Music by Henry Krieger, lyrics by Siedah Garrett; performed by Jennifer Hudson


Writing an effective original song: "The song was very scene-specific and had to lyrically convey, until then, unspoken emotions from her character for his," Garrett says. "I love the catchy melody and the fact that musically, it had to sound like a song of that time."

The message in the music: "The message is simple: It's a love song," Garrett says. "It's a cute little ditty about new and budding love. It's about a girl who loves a boy and wants a subtle way to let him know how she feels without her having to come right out and say it."

The nom: "When I found out I was nomin-ated, I think I let out a scream that could be heard 'round the world!" Garrett says. "I didn't really keep up with when the announcements were going to be made, and I woke that morning to a slew of congratulatory phone messages. My machine was full! It was exceptionally rewarding because I'd had an especially depressing Monday the day before, and Tuesday morning, all was well again. As the old song goes, 'What a difference a day makes, 24 little hours!'"

"Our Town"
from "Cars" (Buena Vista)
Music and lyrics by Randy Newman; performed by James Taylor


Writing an effective original song: "The song should help the film. Sometimes, songs can express something emotionally that can't be expressed as effectively with dialogue or action. The best movie songs often do something important to extend the emotional range of a picture. 'Somewhere Over the Rainbow' is a classic example."

The message in the music: "The song is about a town and its citizens and what happened to them when they were bypassed by a new highway. The town was alive -- was on the 'mother road' as they called it, Route 66 -- and every day, the world came to them. It all ended with the institution of the transcontinental highway system."

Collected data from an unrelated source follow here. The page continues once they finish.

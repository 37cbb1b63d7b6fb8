//! `rulesmith backends` command
//!
//! List registered backends, their templates and, optionally, which of
//! their tools are installed.

use anyhow::Result;

use crate::cli::BackendsArgs;
use crate::commands::current_config;
use rulesmith::core::invocation::VariableOverrides;
use rulesmith::toolchain::{host_default_backend, registry};

pub fn execute(args: BackendsArgs) -> Result<()> {
    let registry = registry()?;
    let (_, config) = current_config()?;
    let configured = config.backend();

    println!("Backends:");
    println!();

    for descriptor in registry.descriptors() {
        let name = descriptor.name();
        let mut marks = Vec::new();
        if name == host_default_backend() {
            marks.push("host default");
        }
        if configured == Some(name) {
            marks.push("configured");
        }

        if marks.is_empty() {
            println!("  {}", name);
        } else {
            println!("  {} ({})", name, marks.join(", "));
        }

        for (action, template) in descriptor.templates() {
            println!("    {:<13} {}", action.as_str(), template);
            println!("    {:<13} deps: {}", "", template.dependency_mode);
        }

        let conventions = descriptor.conventions();
        println!(
            "    artifacts:    {}, {}, {}",
            conventions.object_name("main"),
            conventions.static_lib_name("foo"),
            conventions.exe_name("app")
        );

        if !descriptor.defaults().is_empty() {
            println!("    defaults:");
            for (var, value) in descriptor.defaults().iter() {
                println!("      {} = {:?}", var, value);
            }
        }

        if args.probe {
            let overrides = if configured == Some(name) {
                config.toolchain.vars.clone()
            } else {
                VariableOverrides::new()
            };
            let toolchain = registry.select(name, overrides)?;

            println!("    tools:");
            for probe in toolchain.probe() {
                let location = match probe.path {
                    Some(path) => path.display().to_string(),
                    None => "not found".to_string(),
                };
                let actions: Vec<&str> = probe.actions.iter().map(|a| a.as_str()).collect();
                println!(
                    "      {:<10} {} [{}]",
                    probe.program,
                    location,
                    actions.join(", ")
                );
            }
        }

        println!();
    }

    Ok(())
}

The nom: "I was honored. I didn't expect it."

"Patience"
from "Dreamgirls"
Music by Henry Krieger, lyrics by Willie Reale; performed by Eddie Murphy, Anika Noni Rose and Keith Robinson


The message in the music: "Well, the message of 'Patience' is pretty clear," Reale says. "It is a song in which one generation of African-Americans counsels patience to the next generation in the struggle for justice and equality. The irony and shame is that this film is set 40 years ago and that two generations later, the same advice applies. I am thinking especially about the victims of (Hurricane) Katrina. Had a Category 5 storm hit, say, Orange County, I venture that the rescue and relief efforts would have been more vigorous. Anyway, one of the central themes of the film is racial inequality, and 'Patience' offers the 'change through peaceful resistance' perspective. Bill Condon uses the song so beautifully. He creates a poignant backdrop for the Detroit riots while simultaneously using its rejection as a turning point in the Eddie Murphy character's descent into drugs and seeding Keith Robinson's character's ultimate break from Jamie Foxx's character."

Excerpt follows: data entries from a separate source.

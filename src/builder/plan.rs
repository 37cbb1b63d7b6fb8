//! Plan files.
//!
//! A plan is a TOML list of independent build steps plus the backend and
//! variables they share:
//!
//! ```toml
//! backend = "gcc-like"
//!
//! [vars]
//! cflags = "-O2 -Wall"
//!
//! [[step]]
//! action = "compile-c"
//! inputs = ["src/main.c"]
//! output = "obj/main.o"
//! ```
//!
//! Loading a plan schedules nothing. Steps are rendered independently and
//! in parallel; ordering them is up to whoever executes the commands.

use std::path::{Path, PathBuf};

use anyhow::{Context, Result};
use serde::{Deserialize, Serialize};

use crate::builder::render::RenderedRule;
use crate::core::invocation::{RuleInvocation, VariableOverrides};
use crate::errors::RuleError;
use crate::toolchain::{self, ResolvedToolchain};
use crate::util::fs;

/// A set of build steps sharing one backend.
#[derive(Debug, Clone, Default, PartialEq, Eq, Serialize, Deserialize)]
#[serde(default)]
pub struct Plan {
    /// Backend requested by the plan, if any
    pub backend: Option<String>,

    /// Directory the commands are run from, relative to the plan file
    pub working_dir: Option<PathBuf>,

    /// Plan-wide variables
    #[serde(skip_serializing_if = "VariableOverrides::is_empty")]
    pub vars: VariableOverrides,

    /// Build steps
    #[serde(rename = "step")]
    pub steps: Vec<RuleInvocation>,
}

impl Plan {
    /// Parse a plan from TOML.
    pub fn parse(content: &str) -> Result<Self> {
        toml::from_str(content).context("failed to parse plan")
    }

    /// Load a plan file.
    pub fn load(path: &Path) -> Result<Self> {
        let content = fs::read_to_string(path)?;
        let mut plan = Self::parse(&content)
            .with_context(|| format!("invalid plan: {}", path.display()))?;

        // A relative working directory is anchored at the plan file.
        let base = path.parent().unwrap_or(Path::new(""));
        plan.working_dir = Some(match plan.working_dir.take() {
            Some(dir) if dir.is_relative() => base.join(dir),
            Some(dir) => dir,
            None => base.to_path_buf(),
        });

        tracing::debug!("Loaded plan {} with {} steps", path.display(), plan.steps.len());
        Ok(plan)
    }

    /// Backend named by the plan, ignoring blank values.
    pub fn backend(&self) -> Option<&str> {
        self.backend
            .as_deref()
            .map(str::trim)
            .filter(|name| !name.is_empty())
    }

    /// Select `backend` with the plan's variables bound.
    ///
    /// Plan variables override `base` (configuration, environment) and are
    /// themselves overridden by `top` (command line).
    pub fn select(
        &self,
        backend: &str,
        base: &VariableOverrides,
        top: &VariableOverrides,
    ) -> Result<ResolvedToolchain, RuleError> {
        let mut overrides = base.clone();
        overrides.merge(&self.vars);
        overrides.merge(top);
        toolchain::select(backend, overrides)
    }

    /// Render every step, in plan order.
    pub fn render(&self, toolchain: &ResolvedToolchain) -> Vec<Result<RenderedRule, RuleError>> {
        toolchain.render_all(&self.steps)
    }

    /// Directory the commands run from.
    pub fn working_dir(&self) -> &Path {
        self.working_dir.as_deref().unwrap_or(Path::new("."))
    }
}

#[cfg(test)]
mod tests {
    use super::*;
    use crate::core::action::Action;
    use crate::toolchain::GCC_LIKE;

    const PLAN: &str = r#"
backend = "gcc-like"

[vars]
cflags = "-O2 -Wall"

[[step]]
action = "compile-c"
inputs = ["src/main.c"]
output = "obj/main.o"

[[step]]
action = "compile-c"
inputs = ["src/util.c"]
output = "obj/util.o"
vars = { cflags = "-O0" }

[[step]]
action = "link-exe"
inputs = ["obj/main.o", "obj/util.o", "libfoo.a"]
output = "app"
"#;

    #[test]
    fn test_parse_plan() {
        let plan = Plan::parse(PLAN).unwrap();
        assert_eq!(plan.backend(), Some(GCC_LIKE));
        assert_eq!(plan.steps.len(), 3);
        assert_eq!(plan.steps[2].action, Action::LinkExe);
        assert_eq!(plan.steps[1].vars.get("cflags"), Some("-O0"));
    }

    #[test]
    fn test_render_plan_layers_variables() {
        let plan = Plan::parse(PLAN).unwrap();
        let base = VariableOverrides::new().with("cc", "clang").with("cflags", "-g");
        let tc = plan
            .select(GCC_LIKE, &base, &VariableOverrides::new())
            .unwrap();

        let rules: Vec<RenderedRule> = plan
            .render(&tc)
            .into_iter()
            .collect::<Result<_, _>>()
            .unwrap();

        let main = rules[0].command.tokens();
        assert_eq!(main[0], "clang");
        assert!(main.contains(&"-Wall".to_string()));
        assert!(!main.contains(&"-g".to_string()));

        let util = rules[1].command.tokens();
        assert!(util.contains(&"-O0".to_string()));
        assert!(!util.contains(&"-O2".to_string()));

        let link = &rules[2].command.args;
        let pos: Vec<usize> = ["obj/main.o", "obj/util.o", "libfoo.a"]
            .iter()
            .map(|i| link.iter().position(|a| a == i).unwrap())
            .collect();
        assert!(pos.windows(2).all(|w| w[0] < w[1]));
    }

    #[test]
    fn test_command_line_beats_plan_variables() {
        let plan = Plan::parse(PLAN).unwrap();
        let top = VariableOverrides::new().with("cflags", "-Os");
        let tc = plan
            .select(GCC_LIKE, &VariableOverrides::new(), &top)
            .unwrap();
        assert_eq!(tc.variable("cflags"), Some("-Os"));
    }

    #[test]
    fn test_invalid_step_does_not_hide_others() {
        let plan = Plan::parse(
            r#"
[[step]]
action = "archive"
output = "libempty.a"

[[step]]
action = "archive"
inputs = ["a.o"]
output = "liba.a"
"#,
        )
        .unwrap();
        let none = VariableOverrides::new();
        let tc = plan.select(GCC_LIKE, &none, &none).unwrap();
        let results = plan.render(&tc);

        assert!(matches!(results[0], Err(RuleError::InvalidInvocation { .. })));
        assert!(results[1].is_ok());
    }

    #[test]
    fn test_load_anchors_working_dir() {
        let dir = tempfile::tempdir().unwrap();
        let path = dir.path().join("plan.toml");
        std::fs::write(&path, "working_dir = \"build\"\n").unwrap();

        let plan = Plan::load(&path).unwrap();
        assert_eq!(plan.working_dir(), dir.path().join("build"));
        assert!(plan.steps.is_empty());
        assert!(plan.backend().is_none());
    }

    #[test]
    fn test_unknown_action_is_rejected() {
        let err = Plan::parse("[[step]]\naction = \"compile-rust\"\noutput = \"x\"\ninputs = [\"x.rs\"]\n");
        assert!(err.is_err());
    }
}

The nom: "The morning of the announcement I slept in a little later with my German shepherd, Ms. Rose, and we waited to hear the phone ring -- to hear congrats or sorry," Krieger says. "We thought, 'Let's not buy into the nervous hysteria, and let's just go with the flow.' Then (writer-director) Bill (Condon) called me from London and just went on and on about how happy he was. And it's just been a nonstop cavalcade of warm congrats. My only regret is that Bill or the movie didn't receive a nom."